![]() |
via Getty Image |
Pernahkah kamu sedang asyik menonton drama Korea, tiba-tiba salah satu karakternya mengumpat dengan ekspresi frustrasi yang begitu meyakinkan, lalu terdengar kata, "Shibal!"? Bagi telinga yang belum terbiasa, kata itu mungkin terdengar asing. Namun, bagi para penggemar K-pop dan K-drama, kata "Shibal" (씨발) sudah menjadi bagian tak terpisahkan dari kosakata sehari-hari di media sosial.
Meski sering kita jumpai dalam komentar atau meme, "Shibal" bukanlah sekadar kata biasa. Dalam bahasa aslinya, kata ini adalah makian yang sangat kasar, setara dengan umpatan paling buruk dalam bahasa kita. Penggunaannya di Korea Selatan pun sangat sensitif, terutama di hadapan orang yang lebih tua. Mengucapkannya di muka umum bisa dianggap sangat tidak sopan.
Lalu, kenapa kata ini justru viral di media sosial?
Jawabannya ada pada kekuatan media. Drama Korea punya cara unik untuk merekam emosi manusia. Ketika seorang karakter di layar mengumpat "Shibal" karena kesal, kecewa, atau marah, ekspresi itu terasa begitu nyata dan relatable. Kita sebagai penonton ikut merasakan emosinya. Momen-momen ini kemudian diabadikan dalam bentuk meme, potongan video, atau caption yang kocak.
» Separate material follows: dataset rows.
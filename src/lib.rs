// ============================================================================
// Strict linting - Dangerous or non-idiomatic practices are forbidden
// ============================================================================

#![deny(warnings)]                    // All warnings are treated as errors
#![deny(unsafe_code)]                 // Unsafe code is forbidden
#![deny(missing_docs)]                // All public items must be documented
#![deny(dead_code)]                   // Unused code is forbidden
#![deny(non_camel_case_types)]        // Types must follow CamelCase convention

// Additional strictness - Leave nothing unchecked
#![deny(unused_imports)]              // Unused imports are forbidden
#![deny(unused_variables)]            // Unused variables are forbidden
#![deny(unused_must_use)]             // Must handle Result and Option explicitly
#![deny(non_snake_case)]              // Variables and functions must be snake_case
#![deny(non_upper_case_globals)]      // Constants must be UPPER_CASE
#![deny(nonstandard_style)]           // Non-standard code style is forbidden
#![forbid(unsafe_op_in_unsafe_fn)]    // Unsafe ops in unsafe fns are forbidden

// Clippy lints (warnings only)
#![warn(clippy::all)]                 // All standard Clippy lints
#![warn(clippy::pedantic)]            // Very strict Clippy lints
#![warn(clippy::nursery)]             // Experimental lints
#![warn(clippy::unwrap_used)]         // unwrap() warning
#![warn(clippy::expect_used)]         // expect() warning
#![warn(clippy::panic)]               // panic!() warning
#![warn(clippy::print_stdout)]        // println!() warning
#![warn(clippy::missing_const_for_fn)] // Force const when possible
#![warn(clippy::unwrap_in_result)]    // unwrap() in Result warning
#![warn(clippy::module_inception)]    // Module with same name as crate warning
#![warn(clippy::redundant_clone)]     // Useless clones warning
#![warn(clippy::shadow_unrelated)]    // Shadowing unrelated variables warning
#![warn(clippy::too_many_arguments)]  // Limit function arguments
#![warn(clippy::cognitive_complexity)] // Limit cognitive complexity

// Safety and robustness lints
#![deny(overflowing_literals)]        // Overflowing literals are forbidden
#![deny(arithmetic_overflow)]         // Arithmetic overflow is forbidden

// ============================================================================
// Crate Documentation
// ============================================================================

//! # Edgestack
//!
//! A declarative CloudFront stack synthesizer.
//!
//! ## Overview
//!
//! Edgestack reads a named environment configuration and composes a complete
//! resource template for an edge-caching stack:
//!
//! - A WAFv2 firewall policy built from vendor-managed rule sets, with an
//!   optional IP allow list and a CloudWatch log sink
//! - A CloudFront distribution fronting either a fixed network origin or a
//!   private content bucket
//! - Per-path cache behaviors, a shared custom cache policy, and access
//!   logging to a dedicated bucket
//!
//! The output is a CloudFormation-style JSON template. Edgestack only
//! *describes* resources: diffing, deployment and provider validation are
//! the concern of whatever provisioning tool consumes the template.
//!
//! ## Architecture
//!
//! Synthesis is a single synchronous pass:
//!
//! 1. **Resolve**: the context file maps environment names to configuration
//!    records; a missing environment aborts the build
//! 2. **Compose**: the firewall, behavior and distribution composers derive
//!    typed resource descriptors from the configuration
//! 3. **Emit**: the stack builders collect descriptors into an ordered
//!    resource graph with a write-once output set
//!
//! ## Modules
//!
//! - [`config`]: context parsing, environment resolution and validation
//! - [`template`]: typed resource descriptors and the stack template graph
//! - [`synth`]: composers and the two stack builders
//! - [`cli`]: command-line interface
//!
//! ## Example
//!
//! ```yaml
//! environments:
//!   production:
//!     resource_name: web-prod
//!     origin_domain: origin.example.com
//!     alternate_domain_names:
//!       - www.example.com
//!     certificate_arn: arn:aws:acm:us-east-1:123456789012:certificate/abc
//!     managed_rules:
//!       - AWSManagedRulesCommonRuleSet
//!       - AWSManagedRulesSQLiRuleSet
//!     behaviors:
//!       - path_pattern: "/images/*"
//!     log_bucket: web-prod-logs
//!     log_file_prefix: web-prod/
//! ```

// ============================================================================
// Modules
// ============================================================================

pub mod cli;
pub mod config;
pub mod error;
pub mod synth;
pub mod template;

// ============================================================================
// Re-exports
// ============================================================================

pub use cli::{Cli, Commands, OutputFormatter, StackKind};
pub use config::{BehaviorSetting, ConfigValidator, ContextStore, EnvironmentConfig};
pub use error::{ConfigError, EdgestackError, Result, SynthError};
pub use synth::{
    BehaviorComposer, BehaviorPolicies, DistributionComposer, Ec2OriginStack, FirewallComposer,
    S3OriginStack,
};
pub use template::{StackTemplate, Token};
Seiring waktu, makna "Shibal" di media sosial pun bergeser. Kita tidak lagi menggunakannya untuk benar-benar mengumpat, melainkan lebih sebagai "bahasa sandi" untuk mengekspresikan kekesalan kecil yang terasa begitu dramatis. Misalnya, saat loading internet sangat lambat atau saat smartphone tiba-tiba mati. Kata "Shibal" ini jadi semacam pelampiasan emosi yang lucu, bukan lagi umpatan yang serius.
Dengan kata lain, "Shibal" menjadi semacam simbol ekspresi universal yang melintasi batas bahasa. Kita semua pernah merasa frustrasi, dan kata ini seolah menjadi cara singkat dan dramatis untuk mengatakan, "Saya kesal!". Namun, ada baiknya kita tetap memahami bahwa di balik tren viralnya, "Shibal" tetaplah kata yang sensitif di budaya asalnya. Menggunakannya dengan bijak adalah cara terbaik untuk menunjukkan apresiasi kita pada budaya tersebut.
Jadi, lain kali kamu melihat "Shibal" di linimasa, ingatlah: itu bukan cuma umpatan, melainkan bahasa emosi yang lahir dari layar kaca, dan kini menjadi bagian dari percakapan digital kita.